The concept of strategic dissonance is not new. In the mid 1990's it was used to describe why a high-technology organization might hang on to its old way of doing things too long.

Strategic dissonance describes disconnect between an organization's actions and intent when an organization passes the inflection point where old models of success no longer work. We believe the concept is useful for describing many health systems' actions today.

Strategic Dissonance 09.21.16

Healthcare as an industry has clearly passed several inflection points with radical changes to the health systems' competitive basis and position. For some the recognition they are operating in a period of strategic dissonance is lacking. For others, the adaptation to the new models of success is slow. To accelerate the health system's thinking an adaptation, we offer five tips and implications to healthcare's period of strategic dissonance.

Tip 1: Identify the industry inflection point

Identifying the important industry inflection point is difficult. There are the major events like the patient protection and affordable care act or the consolidation of industry participants. However, understanding if an individual event is going to fundamentally alter the industry's basis for competition cannot be directly gleaned from an event. For confirmation it is useful to look for the first indicators that an event has actually created a new industry structure. The best early indicators an industry is in the early stages of strategic dissonance are changing customer demands and the entrepreneurs that are recognizing and meeting the unmet demands.

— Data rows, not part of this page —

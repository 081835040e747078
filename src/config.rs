use std::path::{Path, PathBuf};

use anyhow::{Context, Result};
use serde::{Deserialize, Serialize};

/// Default country used when listing institutions.
fn default_country() -> String {
    "GB".to_string()
}

fn default_lookback_days() -> i64 {
    90
}

fn default_max_deliveries() -> u32 {
    5
}

fn default_catalog_ttl_hours() -> i64 {
    24
}

/// Open-banking provider connection settings.
///
/// `secret_id`/`secret_key` are the provider portal credentials used for the
/// token exchange. They are read as plain strings here and wrapped in
/// `SecretString` at client construction.
#[derive(Debug, Clone, Serialize, Deserialize, Default)]
#[serde(default)]
pub struct ProviderConfig {
    /// Base URL of the bank account data API.
    pub base_url: String,

    pub secret_id: String,
    pub secret_key: String,

    /// Where the end user lands after completing bank authorization.
    pub redirect_url: String,
}

/// Sync pipeline tuning.
#[derive(Debug, Clone, Serialize, Deserialize)]
#[serde(default)]
pub struct SyncConfig {
    /// Transaction window for accounts that have never been synced, in days.
    #[serde(default = "default_lookback_days")]
    pub lookback_days: i64,

    /// Deliveries attempted per queue message before it is dropped as poison.
    #[serde(default = "default_max_deliveries")]
    pub max_deliveries: u32,
}

impl Default for SyncConfig {
    fn default() -> Self {
        Self {
            lookback_days: default_lookback_days(),
            max_deliveries: default_max_deliveries(),
        }
    }
}

/// Institution catalog cache settings.
#[derive(Debug, Clone, Serialize, Deserialize)]
#[serde(default)]
pub struct CatalogConfig {
    /// How long a cached per-country institution list stays fresh, in hours.
    #[serde(default = "default_catalog_ttl_hours")]
    pub ttl_hours: i64,
}

impl Default for CatalogConfig {
    fn default() -> Self {
        Self {
            ttl_hours: default_catalog_ttl_hours(),
        }
    }
}

/// Application configuration.
#[derive(Debug, Clone, Serialize, Deserialize)]
#[serde(default)]
pub struct Config {
    /// Path to data directory. If relative, resolved from config file location.
    /// If not specified, defaults to the config file's directory.
    pub data_dir: Option<PathBuf>,

    /// Two-letter country code for institution listings.
    #[serde(default = "default_country")]
    pub country: String,

    #[serde(default)]
    pub provider: ProviderConfig,

    #[serde(default)]
    pub sync: SyncConfig,

    #[serde(default)]
    pub catalog: CatalogConfig,
}

impl Default for Config {
    fn default() -> Self {
        Self {
            data_dir: None,
            country: default_country(),
            provider: ProviderConfig::default(),
            sync: SyncConfig::default(),
            catalog: CatalogConfig::default(),
        }
    }
}

impl Config {
    /// Load config from a TOML file.
    pub fn load(path: &Path) -> Result<Self> {
        let content = std::fs::read_to_string(path)
            .with_context(|| format!("Failed to read config file: {}", path.display()))?;

        let config: Config = toml::from_str(&content)
            .with_context(|| format!("Failed to parse config file: {}", path.display()))?;

        Ok(config)
    }

    /// Load config from a file, or return default config if file doesn't exist.
    pub fn load_or_default(path: &Path) -> Result<Self> {
        if path.exists() {
            Self::load(path)
        } else {
            Ok(Self::default())
        }
    }

    /// Resolve the data directory path.
    ///
    /// If `data_dir` is set and relative, it's resolved relative to `config_dir`.
    /// If `data_dir` is not set, returns `config_dir`.
    pub fn resolve_data_dir(&self, config_dir: &Path) -> PathBuf {
        match &self.data_dir {
            Some(dir) if dir.is_absolute() => dir.clone(),
            Some(dir) => config_dir.join(dir),
            None => config_dir.to_path_buf(),
        }
    }
}

#[cfg(test)]
mod tests {
    use super::*;

    #[test]
    fn defaults_apply_when_sections_missing() {
        let config: Config = toml::from_str("country = \"SE\"").unwrap();
        assert_eq!(config.country, "SE");
        assert_eq!(config.sync.lookback_days, 90);
        assert_eq!(config.sync.max_deliveries, 5);
        assert_eq!(config.catalog.ttl_hours, 24);
    }

    #[test]
    fn provider_section_parses() {
        let config: Config = toml::from_str(
            r#"
            [provider]
            base_url = "https://bankaccountdata.example.com/api/v2"
            secret_id = "id"
            secret_key = "key"
            redirect_url = "https://app.example.com/callback"
            "#,
        )
        .unwrap();
        assert_eq!(
            config.provider.base_url,
            "https://bankaccountdata.example.com/api/v2"
        );
        assert_eq!(config.provider.redirect_url, "https://app.example.com/callback");
    }

    #[test]
    fn data_dir_resolution() {
        let config = Config {
            data_dir: Some(PathBuf::from("data")),
            ..Config::default()
        };
        assert_eq!(
            config.resolve_data_dir(Path::new("/etc/ledgerlink")),
            PathBuf::from("/etc/ledgerlink/data")
        );

        let config = Config::default();
        assert_eq!(
            config.resolve_data_dir(Path::new("/etc/ledgerlink")),
            PathBuf::from("/etc/ledgerlink")
        );
    }
}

As such, health systems should be actively looking for new industry entrants and thoroughly investigating why they are entering. Rather than assume the outside organization is ignorant of "what works in healthcare" the strategically astute will view each entrant as an indicator of strategic white space in their industry position and seek to understand what the new entrant sees that the health system does not.

Tip 2: Ask the customer

When in doubt ask the customer what they want and track how those wants have changed over time. Any significant change in the customers' wants signifies an inflection point and indicates the direction of the new competitive basis.

An important first step is identifying the customer early in their decision making process. For health systems the customer has historically been defined as "patient" (or in some cases the physician). "Patient-centered care" is a strategy to focus on that customer.

However, with change to the industry, the definition of customer may also change. Today we see a new customer emerging: the healthcare consumer. While often the consumer is or becomes a patient, they are not always so at the point when they are making their decisions. In fact many of the "best" commercially insured patients are the well, non-patient occasional healthcare consumers. Reaching them with a system of health is as important in the new environment as reaching the patients with a system of care was in the old environment. Beware therefore which customers you ask and how you ask the questions. Using tip 3 below can help identify the new customer definitions.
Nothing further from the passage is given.